◆ **What you should do**
Using the data below, output the first line and every line after it up to and including the line containing "in file order", exactly as written and with nothing added.

(Saved data entries)
>>>>
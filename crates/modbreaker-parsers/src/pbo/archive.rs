// modbreaker-parsers/src/pbo/archive.rs
//! Opened PBO archive: entry table, header properties and extraction

use std::collections::HashMap;

use bytes::Bytes;
use tracing::{debug, trace};

use super::compression::PboCompression;
use super::entry::PboEntry;
use super::error::{ArchiveError, ArchiveResult};
use super::{ArchiveOptions, PackingMethod, PACKING_VERS};
use crate::reader::{decode_name, ByteReader, Underrun};
use crate::signature::{fold_case, FileKind, PBO_MAGIC};

/// Parsed PBO archive.
///
/// Holds a cheap clone of the caller's buffer; stored entries are
/// extracted as zero-copy slices of it.
#[derive(Debug, Clone)]
pub struct PboArchive {
    data: Bytes,
    /// Header extension key/value pairs, in file order
    pub properties: Vec<(String, String)>,
    /// All entries in table order
    pub entries: Vec<PboEntry>,
    /// Folded name to entry index
    pub path_index: HashMap<String, usize>,
    /// Offset of the first data byte
    pub data_start: u64,
    options: ArchiveOptions,
}

impl PboArchive {
    /// Open with default options
    pub fn open(data: Bytes) -> ArchiveResult<Self> {
        Self::open_with_options(data, &ArchiveOptions::default())
    }

    /// Validate the signature and read the header extension and entry table
    pub fn open_with_options(data: Bytes, options: &ArchiveOptions) -> ArchiveResult<Self> {
        if !data.starts_with(PBO_MAGIC) {
            return Err(ArchiveError::InvalidSignature {
                found: data[..data.len().min(PBO_MAGIC.len())].to_vec(),
            });
        }

        let mut reader = ByteReader::new(&data);

        // Header extension entry, then its key/value strings
        let header = read_record(&mut reader, 0)?;
        if header.packing != PACKING_VERS || !header.name.is_empty() {
            return Err(ArchiveError::InvalidSignature {
                found: data[..PBO_MAGIC.len()].to_vec(),
            });
        }

        let mut properties = Vec::new();
        loop {
            let key = reader.read_asciiz().map_err(|e| truncated(e, 0))?;
            if key.is_empty() {
                break;
            }
            let value = reader.read_asciiz().map_err(|e| truncated(e, 0))?;
            properties.push((decode_name(key), decode_name(value)));
        }

        let mut entries: Vec<PboEntry> = Vec::new();
        loop {
            let record = read_record(&mut reader, entries.len())?;
            if record.name.is_empty() {
                break;
            }

            let packing = PackingMethod::from_raw(record.packing);
            let original_size = match packing {
                PackingMethod::Stored => {
                    if record.original_size != 0 && record.original_size != record.data_size {
                        trace!(
                            name = %record.name,
                            declared = record.original_size,
                            data_size = record.data_size,
                            "stored entry declares a different original size"
                        );
                    }
                    record.data_size
                }
                _ => record.original_size,
            };

            entries.push(PboEntry {
                name: record.name,
                packing,
                original_size,
                data_size: record.data_size,
                timestamp: record.timestamp,
                offset: 0,
                header_offset: record.header_offset as u64,
            });
        }

        let data_start = reader.position() as u64;
        let mut cursor = data_start;
        for entry in &mut entries {
            entry.offset = cursor;
            cursor += u64::from(entry.data_size);
        }

        let mut path_index = HashMap::with_capacity(entries.len());
        for (idx, entry) in entries.iter().enumerate() {
            // First occurrence wins on duplicate names
            path_index.entry(entry.folded_name()).or_insert(idx);
        }

        debug!(
            entries = entries.len(),
            properties = properties.len(),
            data_start,
            "opened PBO"
        );

        Ok(Self {
            data,
            properties,
            entries,
            path_index,
            data_start,
            options: options.clone(),
        })
    }

    /// Entries in table order
    pub fn list_entries(&self) -> &[PboEntry] {
        &self.entries
    }

    /// Get total number of entries
    pub fn entry_count(&self) -> usize {
        self.entries.len()
    }

    /// Length of the underlying buffer
    pub fn archive_len(&self) -> u64 {
        self.data.len() as u64
    }

    /// Header property by key (case-insensitive)
    pub fn property(&self, key: &str) -> Option<&str> {
        self.properties
            .iter()
            .find(|(k, _)| k.eq_ignore_ascii_case(key))
            .map(|(_, v)| v.as_str())
    }

    /// Virtual path prefix the archive mounts under (`prefix` property)
    pub fn prefix(&self) -> Option<&str> {
        self.property("prefix").filter(|p| !p.is_empty())
    }

    /// Get an entry by name, ignoring case and separator style
    pub fn get(&self, name: &str) -> Option<&PboEntry> {
        self.path_index.get(&fold_case(name)).map(|idx| &self.entries[*idx])
    }

    /// Check if name exists in archive
    pub fn contains(&self, name: &str) -> bool {
        self.path_index.contains_key(&fold_case(name))
    }

    /// Read an entry's payload.
    ///
    /// Stored entries are returned as a slice of the archive buffer, packed
    /// ones are unpacked and must come out at exactly `original_size`.
    pub fn extract(&self, entry: &PboEntry) -> ArchiveResult<Bytes> {
        let archive_len = self.archive_len();
        if entry.data_end() > archive_len {
            return Err(ArchiveError::OutOfBounds {
                name: entry.name.clone(),
                offset: entry.offset,
                size: u64::from(entry.data_size),
                archive_len,
            });
        }

        let raw = self.data.slice(entry.offset as usize..entry.data_end() as usize);

        match entry.packing {
            PackingMethod::Stored => Ok(raw),
            PackingMethod::Packed => {
                let expected = entry.original_size as usize;
                if expected > self.options.max_unpacked_size {
                    return Err(ArchiveError::CorruptEntry {
                        name: entry.name.clone(),
                        offset: entry.offset,
                        reason: format!(
                            "declared size {} exceeds limit {}",
                            expected, self.options.max_unpacked_size
                        ),
                    });
                }

                let out = PboCompression::decompress(&raw, expected, self.options.verify_checksums)
                    .map_err(|e| ArchiveError::CorruptEntry {
                        name: entry.name.clone(),
                        offset: entry.offset,
                        reason: e.to_string(),
                    })?;

                if out.len() != expected {
                    return Err(ArchiveError::CorruptEntry {
                        name: entry.name.clone(),
                        offset: entry.offset,
                        reason: format!("unpacked {} bytes, expected {}", out.len(), expected),
                    });
                }

                trace!(name = %entry.name, packed = raw.len(), unpacked = out.len(), "unpacked entry");
                Ok(Bytes::from(out))
            }
            PackingMethod::Unknown(method) => Err(ArchiveError::UnsupportedPacking {
                name: entry.name.clone(),
                method,
                offset: entry.header_offset,
            }),
        }
    }

    /// Look an entry up by name and extract it
    pub fn extract_by_name(&self, name: &str) -> ArchiveResult<Bytes> {
        let entry = self
            .get(name)
            .ok_or_else(|| ArchiveError::EntryNotFound(name.to_string()))?;
        self.extract(entry)
    }

    /// Find entries matching a pattern (`*` wildcards, case-insensitive)
    pub fn find(&self, pattern: &str) -> Vec<&PboEntry> {
        let pattern = fold_case(pattern);
        let parts: Vec<&str> = pattern.split('*').collect();

        self.entries
            .iter()
            .filter(|entry| {
                let path = entry.folded_name();

                if parts.len() == 1 {
                    return path.contains(&pattern);
                }

                let mut pos = 0;
                for (i, part) in parts.iter().enumerate() {
                    if part.is_empty() {
                        continue;
                    }

                    if i == 0 {
                        if !path.starts_with(*part) {
                            return false;
                        }
                        pos = part.len();
                    } else if i == parts.len() - 1 {
                        if !path[pos..].ends_with(*part) {
                            return false;
                        }
                    } else if let Some(idx) = path[pos..].find(*part) {
                        pos += idx + part.len();
                    } else {
                        return false;
                    }
                }
                true
            })
            .collect()
    }

    /// Entries of one kind (by name suffix)
    pub fn find_by_kind(&self, kind: FileKind) -> Vec<&PboEntry> {
        self.entries.iter().filter(|e| e.kind() == kind).collect()
    }

    /// Entries directly inside a directory
    pub fn list_directory(&self, path: &str) -> Vec<&PboEntry> {
        let dir = fold_case(path);
        let dir = dir.trim_matches('/');
        let prefix = if dir.is_empty() { String::new() } else { format!("{}/", dir) };

        self.entries
            .iter()
            .filter(|entry| {
                let name = entry.folded_name();
                name.strip_prefix(&prefix)
                    .map(|rest| !rest.contains('/'))
                    .unwrap_or(false)
            })
            .collect()
    }

    /// Get archive statistics
    pub fn statistics(&self) -> ArchiveStatistics {
        let mut stats = ArchiveStatistics {
            total_entries: self.entries.len(),
            ..Default::default()
        };

        for entry in &self.entries {
            match entry.packing {
                PackingMethod::Stored => stats.stored_count += 1,
                PackingMethod::Packed => stats.packed_count += 1,
                PackingMethod::Unknown(_) => stats.unsupported_count += 1,
            }
            stats.total_original += u64::from(entry.original_size);
            stats.total_data += u64::from(entry.data_size);
            if entry.data_end() > self.archive_len() {
                stats.out_of_bounds_count += 1;
            }

            let ext = entry.extension().unwrap_or_default();
            *stats.extensions.entry(ext).or_insert(0) += 1;
        }

        if stats.total_original > 0 {
            stats.compression_ratio = stats.total_data as f64 / stats.total_original as f64;
        }

        stats
    }
}

/// Raw table record before normalisation
struct RawRecord {
    name: String,
    packing: u32,
    original_size: u32,
    timestamp: u32,
    data_size: u32,
    header_offset: usize,
}

/// Name, then packing / original size / reserved / timestamp / data size
fn read_record(reader: &mut ByteReader<'_>, entries_read: usize) -> ArchiveResult<RawRecord> {
    let header_offset = reader.position();
    let map = |e: Underrun| truncated(e, entries_read);

    let name = reader.read_asciiz().map_err(map)?;
    let packing = reader.read_u32().map_err(map)?;
    let original_size = reader.read_u32().map_err(map)?;
    let _reserved = reader.read_u32().map_err(map)?;
    let timestamp = reader.read_u32().map_err(map)?;
    let data_size = reader.read_u32().map_err(map)?;

    Ok(RawRecord {
        name: decode_name(name),
        packing,
        original_size,
        timestamp,
        data_size,
        header_offset,
    })
}

fn truncated(err: Underrun, entries_read: usize) -> ArchiveError {
    ArchiveError::TruncatedTable {
        offset: err.offset as u64,
        entries_read,
    }
}

/// Archive statistics
#[derive(Debug, Default, serde::Serialize)]
pub struct ArchiveStatistics {
    /// Total number of entries
    pub total_entries: usize,
    pub stored_count: usize,
    pub packed_count: usize,
    /// Entries with a packing method that cannot be extracted
    pub unsupported_count: usize,
    /// Entries whose data runs past the end of the buffer
    pub out_of_bounds_count: usize,
    /// Total unpacked size in bytes
    pub total_original: u64,
    /// Total stored size in bytes
    pub total_data: u64,
    /// Overall compression ratio
    pub compression_ratio: f64,
    /// Entry count by folded extension ("" for none)
    pub extensions: HashMap<String, usize>,
}

impl ArchiveStatistics {
    /// Get top N extensions by entry count
    pub fn top_extensions(&self, n: usize) -> Vec<(&str, usize)> {
        let mut exts: Vec<_> = self.extensions.iter().map(|(k, v)| (k.as_str(), *v)).collect();
        exts.sort_by(|a, b| b.1.cmp(&a.1).then(a.0.cmp(b.0)));
        exts.truncate(n);
        exts
    }
}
<<<<
◆ **Exercise output**
filename crates/modbreaker-parsers/src/pbo/archive.rs
// modbreaker-parsers/src/pbo/archive.rs
//! Opened PBO archive: entry table, header properties and extraction

use std::collections::HashMap;

use bytes::Bytes;
use tracing::{debug, trace};

use super::compression::PboCompression;
use super::entry::PboEntry;
use super::error::{ArchiveError, ArchiveResult};
use super::{ArchiveOptions, PackingMethod, PACKING_VERS};
use crate::reader::{decode_name, ByteReader, Underrun};
use crate::signature::{fold_case, FileKind, PBO_MAGIC};

/// Parsed PBO archive.
///
/// Holds a cheap clone of the caller's buffer; stored entries are
/// extracted as zero-copy slices of it.
#[derive(Debug, Clone)]
pub struct PboArchive {
    data: Bytes,
    /// Header extension key/value pairs, in file order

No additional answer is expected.